How to handle the witching hours.

  • Check to make sure they don’t have an unmet need.

Just in case the fussy, cranky behavior is coming from things like a dirty diaper, hunger or just the need for some affection. Check to make sure that any of these things are an issue and solve the behavior.

  • Pop on some music.

I don’t know about you, but music in my house drastically changes the mood of all. I have gorgeous videos of my oldest bopping around to music in Daddy’s lap even at 6 months old and as toddlers and even now (at 6 and 8 years old) putting on songs is a great distraction. They have a little dance, let out some pent up emotion and energy and then they feel a little better.

  • Respond predictably.

When babies are feeling cranky, fussy or about to hit meltdown mode during the witching hour, what they need from us is a calm, predictable response. They are telling us that they need our help to feel better because they are having trouble calming themselves down. They need to know we are there for them when they are not feeling like themselves and that they can have lots of hugs and attention to help them manage the influx of overwhelming emotions they might be experiencing.

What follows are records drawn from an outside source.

//! # K6 Command Set
//!
//! This module names every opcode the K6 firmware understands and builds the
//! control frames the job controller sends.
//!
//! ## Opcodes
//!
//! Values come from captured USB traffic of the vendor application:
//!
//! | Opcode | Name | Payload | Motion |
//! |--------|------|---------|--------|
//! | `0xFF` | Status / identify | none | no |
//! | `0x0A` | Connect | none | no |
//! | `0x06` | Crosshair on | none | no |
//! | `0x07` | Crosshair off | none | no |
//! | `0x16` | Stop | none | no |
//! | `0x17` | Home | none | **yes** |
//! | `0x20` | Bounds (preview rectangle / jog) | w, h, cx, cy | **yes** |
//! | `0x21` | Framing (leave preview) | none | no |
//! | `0x22` | Raster line | packed row | no |
//! | `0x23` | Job header | w, h, cx, cy, total | no |
//! | `0x24` | Start burn | none | no |
//!
//! ## Replies
//!
//! The device answers every accepted frame with a single [`ACK`] byte. The
//! status query is followed by three version bytes; a running burn streams
//! `FF FF 00 <percent>` status frames.

use std::fmt;

use crate::error::CodecError;
use crate::protocol::frame;

/// Acknowledgement byte
pub const ACK: u8 = 0x09;

/// Prefix of a burn progress status frame (`FF FF 00 <pct>`)
pub const STATUS_PREFIX: [u8; 3] = [0xFF, 0xFF, 0x00];

/// Length of a burn progress status frame
pub const STATUS_FRAME_LEN: usize = 4;

/// Bytes following the ACK of a status query
pub const VERSION_LEN: usize = 3;

/// Protocol opcode (first header byte).
#[derive(Debug, Clone, Copy, PartialEq, Eq, Hash)]
#[repr(u8)]
pub enum Opcode {
    Status = 0xFF,
    Connect = 0x0A,
    CrosshairOn = 0x06,
    CrosshairOff = 0x07,
    Stop = 0x16,
    Home = 0x17,
    Bounds = 0x20,
    Framing = 0x21,
    Line = 0x22,
    JobHeader = 0x23,
    StartBurn = 0x24,
}

impl Opcode {
    pub const ALL: [Opcode; 11] = [
        Opcode::Status,
        Opcode::Connect,
        Opcode::CrosshairOn,
        Opcode::CrosshairOff,
        Opcode::Stop,
        Opcode::Home,
        Opcode::Bounds,
        Opcode::Framing,
        Opcode::Line,
        Opcode::JobHeader,
        Opcode::StartBurn,
    ];

    #[inline]
    pub const fn as_u8(self) -> u8 {
        self as u8
    }

    /// Upper-case protocol name, as shown in command plans and logs.
    pub const fn name(self) -> &'static str {
        match self {
            Opcode::Status => "STATUS",
            Opcode::Connect => "CONNECT",
            Opcode::CrosshairOn => "CROSSHAIR_ON",
            Opcode::CrosshairOff => "CROSSHAIR_OFF",
            Opcode::Stop => "STOP",
            Opcode::Home => "HOME",
            Opcode::Bounds => "BOUNDS",
            Opcode::Framing => "FRAMING",
            Opcode::Line => "LINE",
            Opcode::JobHeader => "JOB_HEADER",
            Opcode::StartBurn => "START_BURN",
        }
    }

    /// Commands that physically move the head. The next frame may only be
    /// issued after the device settle delay.
    pub const fn is_motion(self) -> bool {
        matches!(self, Opcode::Home | Opcode::Bounds)
    }
}

impl TryFrom<u8> for Opcode {
    type Error = CodecError;

    fn try_from(value: u8) -> Result<Self, Self::Error> {
        Opcode::ALL
            .iter()
            .copied()
            .find(|op| op.as_u8() == value)
            .ok_or(CodecError::UnknownOpcode(value))
    }
}

impl fmt::Display for Opcode {
    fn fmt(&self, f: &mut fmt::Formatter<'_>) -> fmt::Result {
        write!(f, "{} ({:#04x})", self.name(), self.as_u8())
    }
}

/// A control command, i.e. anything that is not a raster line.
///
/// ## Example
///
/// ```
/// use wainlux::protocol::commands::{ControlCommand, Opcode};
///
/// let frame = ControlCommand::Home.encode().unwrap();
/// assert_eq!(frame[0], Opcode::Home as u8);
/// assert_eq!(frame.len(), 9);
/// ```
#[derive(Debug, Clone, Copy, PartialEq, Eq)]
pub enum ControlCommand {
    /// Identify handshake; answered with ACK + version bytes
    Status,
    Connect,
    Home,
    Stop,
    /// Leave preview mode ahead of a burn
    Framing,
    /// Trace a preview rectangle centred on (cx, cy)
    Bounds {
        width: u16,
        height: u16,
        center_x: u16,
        center_y: u16,
    },
    /// Move the head to (x, y): a 1×1 bounds rectangle
    Jog { x: u16, y: u16 },
    /// Announce raster geometry before the line frames
    JobHeader {
        width: u16,
        height: u16,
        center_x: u16,
        center_y: u16,
        total_bytes: u32,
    },
    StartBurn,
    Crosshair(bool),
}

impl ControlCommand {
    pub fn opcode(&self) -> Opcode {
        match self {
            ControlCommand::Status => Opcode::Status,
            ControlCommand::Connect => Opcode::Connect,
            ControlCommand::Home => Opcode::Home,
            ControlCommand::Stop => Opcode::Stop,
            ControlCommand::Framing => Opcode::Framing,
            ControlCommand::Bounds { .. } | ControlCommand::Jog { .. } => Opcode::Bounds,
            ControlCommand::JobHeader { .. } => Opcode::JobHeader,
            ControlCommand::StartBurn => Opcode::StartBurn,
            ControlCommand::Crosshair(true) => Opcode::CrosshairOn,
            ControlCommand::Crosshair(false) => Opcode::CrosshairOff,
        }
    }

    /// Parameter payload, big-endian.
    pub fn params(&self) -> Vec<u8> {
        match *self {
            ControlCommand::Bounds {
                width,
                height,
                center_x,
                center_y,
            } => be_words(&[width, height, center_x, center_y]),
            ControlCommand::Jog { x, y } => be_words(&[1, 1, x, y]),
            ControlCommand::JobHeader {
                width,
                height,
                center_x,
                center_y,
                total_bytes,
            } => {
                let mut params = be_words(&[width, height, center_x, center_y]);
                params.extend_from_slice(&total_bytes.to_be_bytes());
                params
            }
            _ => Vec::new(),
        }
    }

    /// Encode into a complete wire frame.
    pub fn encode(&self) -> Result<Vec<u8>, CodecError> {
        frame::encode_control(self.opcode(), &self.params())
    }

    #[inline]
    pub fn is_motion(&self) -> bool {
        self.opcode().is_motion()
    }

    /// True when the device follows the ACK with version bytes.
    #[inline]
    pub fn expects_version(&self) -> bool {
        matches!(self, ControlCommand::Status)
    }

    /// Short human-readable description for logs and plans.
    pub fn describe(&self) -> String {
        match *self {
            ControlCommand::Status => "Query status / firmware version".to_string(),
            ControlCommand::Connect => "Connect".to_string(),
            ControlCommand::Home => "Home the head".to_string(),
            ControlCommand::Stop => "Stop".to_string(),
            ControlCommand::Framing => "Leave preview mode".to_string(),
            ControlCommand::Bounds {
                width,
                height,
                center_x,
                center_y,
            } => format!("Preview {width}x{height} at ({center_x}, {center_y})"),
            ControlCommand::Jog { x, y } => format!("Move to ({x}, {y})"),
            ControlCommand::JobHeader {
                width,
                height,
                total_bytes,
                ..
            } => format!("Job header {width}x{height}, {total_bytes} bytes"),
            ControlCommand::StartBurn => "Start burn".to_string(),
            ControlCommand::Crosshair(on) => {
                format!("Crosshair {}", if on { "on" } else { "off" })
            }
        }
    }
}

fn be_words(words: &[u16]) -> Vec<u8> {
    words.iter().flat_map(|w| w.to_be_bytes()).collect()
}

// ============================================================================
// TESTS
// ============================================================================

  • Prevent overstimulation.

After a busy day with lots of activity, you might find that your little has gotten to the point of overstimulation. Turn off the TV, dim the lights and put aside all that housework that needs to be done, if possible. Then start to do soothing activities may help decrease the fussiness associated with the witching hour. Start doing things like reading together, a relaxing bath. You could even start your normal bedtime routine a little earlier, which feeds into my next suggestion.

  • Consider tiredness.

Sometimes when your baby or toddler is showing witching hour signs this can be a signal that they need to go to bed earlier, whether it be just for the day or if they have developed a bit of a sleep debt they need to make up for. Pop them into bed earlier than normal so that they can get more sleep, don’t worry it won’t cause an early wake-up! In fact, it may do the opposite. If you are dealing with consistent, amplified witching hours consider moving bedtime earlier long term. Start with a half-hour earlier and see if that helps improve things.

The witching hour can be a difficult time for parents but with these tips, you can help improve things. I can’t promise you won’t experience a witching hour with your toddler or baby ever again, but at least you’ll know what to do. And if you have a particularly difficult afternoon and evening remember to take some time to relax and decompress after you put all your kids to bed. As parents, we often spend so much time focusing on our kids, but we need to focus on ourselves as well.